You can do a replace regexp
M-x replace-regexp
\(</[^>]+>\)
\1C-q-j
Indent the whole buffer
C-x h
M-x indent-region
This question is quite old, but I wasn't really happy with the various answers. A simple way to re-indent an HTML file, given that you are running a relatively newer version of emacs (I am running 24.4.1) is to:
open the file in emacs
mark the entire file with C-x h (note: if you would like to see what is being marked, add (setq transient-mark-mode t) to your .emacs file)
execute M-x indent-region
What's nice about this method is that it does not require any plugins (Conway's suggestion), it does not require a replace regexp (nevcx's suggestion), nor does it require switching modes (jfm3's suggestion). Jay's suggestion is in the right direction — in general, executing C-M-q will indent according to a mode's rules — for example, C-M-q works, in my experience, in js-mode and in several other modes. But neither html-mode nor nxml-mode do not seem to implement C-M-q.

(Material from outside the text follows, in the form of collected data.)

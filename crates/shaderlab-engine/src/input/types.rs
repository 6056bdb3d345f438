use std::fmt;
use std::str::FromStr;

use glam::Vec2;

use crate::viewport::Viewport;

/// Pointer move notification in host space (logical pixels, top-left origin).
#[derive(Debug, Copy, Clone, PartialEq)]
pub struct PointerEvent {
    pub x: f32,
    pub y: f32,
}

impl PointerEvent {
    #[inline]
    pub const fn new(x: f32, y: f32) -> Self {
        Self { x, y }
    }

    /// Converts to bottom-left origin for a viewport of the given height.
    #[inline]
    pub fn flipped(self, viewport_height: f32) -> Vec2 {
        Vec2::new(self.x, viewport_height - self.y)
    }
}

/// Signals a host delivers to the render driver.
#[derive(Debug, Copy, Clone, PartialEq)]
pub enum HostSignal {
    Resized(Viewport),
    PointerMoved(PointerEvent),
}

/// How the pointer feeds the `u_mouse` uniform.
#[derive(Debug, Copy, Clone, PartialEq, Default)]
pub enum PointerTracking {
    /// Pointer is ignored; `u_mouse` is not declared.
    #[default]
    Off,

    /// `u_mouse` follows the latest raw sample.
    Raw,

    /// `u_mouse` approaches the latest sample with the given time constant (seconds).
    Smoothed { time_constant: f32 },
}

impl PointerTracking {
    /// Tracking selected by the `mouse` variant: smoothed over 0.25 s.
    pub const DEFAULT: PointerTracking = PointerTracking::Smoothed { time_constant: 0.25 };

    #[inline]
    pub fn is_enabled(self) -> bool {
        !matches!(self, PointerTracking::Off)
    }
}

impl fmt::Display for PointerTracking {
    fn fmt(&self, f: &mut fmt::Formatter<'_>) -> fmt::Result {
        match self {
            PointerTracking::Off => f.write_str("off"),
            PointerTracking::Raw => f.write_str("raw"),
            PointerTracking::Smoothed { time_constant } => write!(f, "smoothed({time_constant}s)"),
        }
    }
}

impl FromStr for PointerTracking {
    type Err = String;

    /// Accepts `off`, `raw`, or a time constant in seconds (`0.25`).
    fn from_str(s: &str) -> Result<Self, Self::Err> {
        match s.trim() {
            "off" | "still" => Ok(PointerTracking::Off),
            "raw" => Ok(PointerTracking::Raw),
            other => match other.parse::<f32>() {
                Ok(tau) if tau.is_finite() && tau > 0.0 => {
                    Ok(PointerTracking::Smoothed { time_constant: tau })
                }
                Ok(_) => Err(format!("smoothing time constant must be positive, got {other}")),
                Err(_) => Err(format!("unknown pointer tracking mode '{other}'")),
            },
        }
    }
}
//! Viewport state shared by the camera, the resolution uniform and the surface.
//!
//! Sizes are logical pixels (the host's layout units). The device pixel ratio
//! only scales the backing buffer and is capped at [`MAX_PIXEL_RATIO`].

/// Upper bound for the device pixel ratio used to size the backing buffer.
pub const MAX_PIXEL_RATIO: f32 = 2.0;

/// Drawable size in logical pixels plus the effective device pixel ratio.
#[derive(Debug, Copy, Clone, PartialEq)]
pub struct Viewport {
    pub width: f32,
    pub height: f32,
    device_pixel_ratio: f32,
}

impl Viewport {
    /// Builds a viewport from host-reported values.
    ///
    /// The ratio is capped at [`MAX_PIXEL_RATIO`]; non-finite or non-positive
    /// ratios fall back to `1.0`.
    pub fn new(width: f32, height: f32, device_pixel_ratio: f32) -> Self {
        Self {
            width,
            height,
            device_pixel_ratio: effective_pixel_ratio(device_pixel_ratio),
        }
    }

    /// Builds a viewport from a physical size and the host scale factor.
    pub fn from_physical(width: u32, height: u32, scale_factor: f64) -> Self {
        let scale = if scale_factor.is_finite() && scale_factor > 0.0 {
            scale_factor
        } else {
            1.0
        };
        Self::new(
            (width as f64 / scale) as f32,
            (height as f64 / scale) as f32,
            scale as f32,
        )
    }

    #[inline]
    pub fn device_pixel_ratio(self) -> f32 {
        self.device_pixel_ratio
    }

    #[inline]
    pub fn is_valid(self) -> bool {
        self.width > 0.0 && self.height > 0.0 && self.width.is_finite() && self.height.is_finite()
    }

    /// Width over height. Only meaningful for a valid viewport.
    #[inline]
    pub fn aspect(self) -> f32 {
        self.width / self.height
    }

    /// Backing-buffer size in physical pixels, never smaller than 1x1.
    pub fn backing_size(self) -> (u32, u32) {
        let scale = |v: f32| {
            if v.is_finite() && v > 0.0 {
                ((v * self.device_pixel_ratio).ceil() as u32).max(1)
            } else {
                1
            }
        };
        (scale(self.width), scale(self.height))
    }

    /// `[width, height]` as written into the resolution uniform.
    #[inline]
    pub fn resolution(self) -> [f32; 2] {
        [self.width, self.height]
    }
}

impl Default for Viewport {
    fn default() -> Self {
        Self::new(1.0, 1.0, 1.0)
    }
}

/// Caps a host-reported device pixel ratio.
pub fn effective_pixel_ratio(raw: f32) -> f32 {
    if raw.is_finite() && raw > 0.0 {
        raw.min(MAX_PIXEL_RATIO)
    } else {
        1.0
    }
}
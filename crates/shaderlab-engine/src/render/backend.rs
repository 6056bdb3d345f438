use crate::device::{color_attachment, Gpu};
use crate::driver::{FrameError, PreparedScene, RenderBackend};
use crate::material::UniformTable;
use crate::viewport::Viewport;

use super::material::Material;
use super::mesh::GpuMesh;

struct SceneResources {
    background: wgpu::Color,
    mesh: GpuMesh,
    material: Material,
}

/// [`RenderBackend`] on top of a wgpu surface.
pub struct GpuBackend<'w> {
    gpu: Gpu<'w>,
    resources: Option<SceneResources>,
}

impl<'w> GpuBackend<'w> {
    pub fn new(gpu: Gpu<'w>) -> Self {
        Self {
            gpu,
            resources: None,
        }
    }

    pub fn gpu(&self) -> &Gpu<'w> {
        &self.gpu
    }
}

impl RenderBackend for GpuBackend<'_> {
    fn prepare(&mut self, scene: &PreparedScene<'_>) -> anyhow::Result<()> {
        anyhow::ensure!(self.resources.is_none(), "backend already prepared");

        self.gpu.resize(scene.viewport);
        let device = self.gpu.device();
        let mesh = GpuMesh::upload(device, scene.mesh);
        let material = Material::create(
            device,
            self.gpu.surface_format(),
            self.gpu.sample_count(),
            scene.program,
        );
        material.write_uniforms(self.gpu.queue(), scene.uniforms);

        log::debug!(
            "gpu backend: prepared {} elements, {} byte uniform block",
            scene.mesh.element_count(),
            scene.program.layout.buffer_size
        );

        self.resources = Some(SceneResources {
            background: scene.background,
            mesh,
            material,
        });
        Ok(())
    }

    fn resize(&mut self, viewport: Viewport) {
        self.gpu.resize(viewport);
    }

    fn draw(&mut self, uniforms: &UniformTable) -> Result<(), FrameError> {
        let Some(res) = self.resources.as_ref() else {
            return Err(FrameError::Fatal("backend not prepared".into()));
        };

        let mut frame = match self.gpu.begin_frame() {
            Ok(frame) => frame,
            Err(err) => {
                let action = self.gpu.handle_surface_error(&err);
                return Err(action.into_frame_error(&err));
            }
        };

        res.material.write_uniforms(self.gpu.queue(), uniforms);

        {
            let attachment = color_attachment(&frame.view, frame.msaa_view.as_ref(), res.background);
            let mut pass = frame.encoder.begin_render_pass(&wgpu::RenderPassDescriptor {
                label: Some("shaderlab scene pass"),
                color_attachments: &[Some(attachment)],
                depth_stencil_attachment: None,
                timestamp_writes: None,
                occlusion_query_set: None,
                multiview_mask: None,
            });

            res.material.bind(&mut pass);
            res.mesh.draw(&mut pass);
        }

        self.gpu.submit(frame);
        Ok(())
    }

    fn release(&mut self) {
        if let Some(res) = self.resources.take() {
            res.mesh.destroy();
            res.material.destroy();
            log::debug!("gpu backend: resources released");
        }
    }
}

Tidy can do what you want, but only for whole buffer it seems (and the result is XHTML)
M-x tidy-buffer
You can pipe a region to xmllint (if you have it) using:
M-|
Shell command on region: xmllint --format -
The result will end up in a new buffer.
I do this with XML, and it works, though I believe xmllint needs certain other options to work with HTML or other not-perfect XML. nxml-mode will tell you if you have a well-formed document.
The easiest way to do it is via command line.
Make sure you have tidy installed
type tidy -i -m <<file_name>>
Note that -m option replaces the newly tidied file with the old one. If you don't want that, you can type tidy -i -o <<tidied_file_name>> <<untidied_file_name>>
The -i is for indentation. Alternatively, you can create a .tidyrc file that has settings such as
indent: auto
indent-spaces: 2
wrap: 72
markup: yes
output-xml: no
input-xml: no
show-warnings: yes
numeric-entities: yes
quote-marks: yes
quote-nbsp: yes
quote-ampersand: no
break-before-br: no
uppercase-tags: no
uppercase-attributes: no
This way all you have to do is type tidy -o <<tidied_file_name>> <<untidied_file_name>>.
For more just type man tidy on the command line.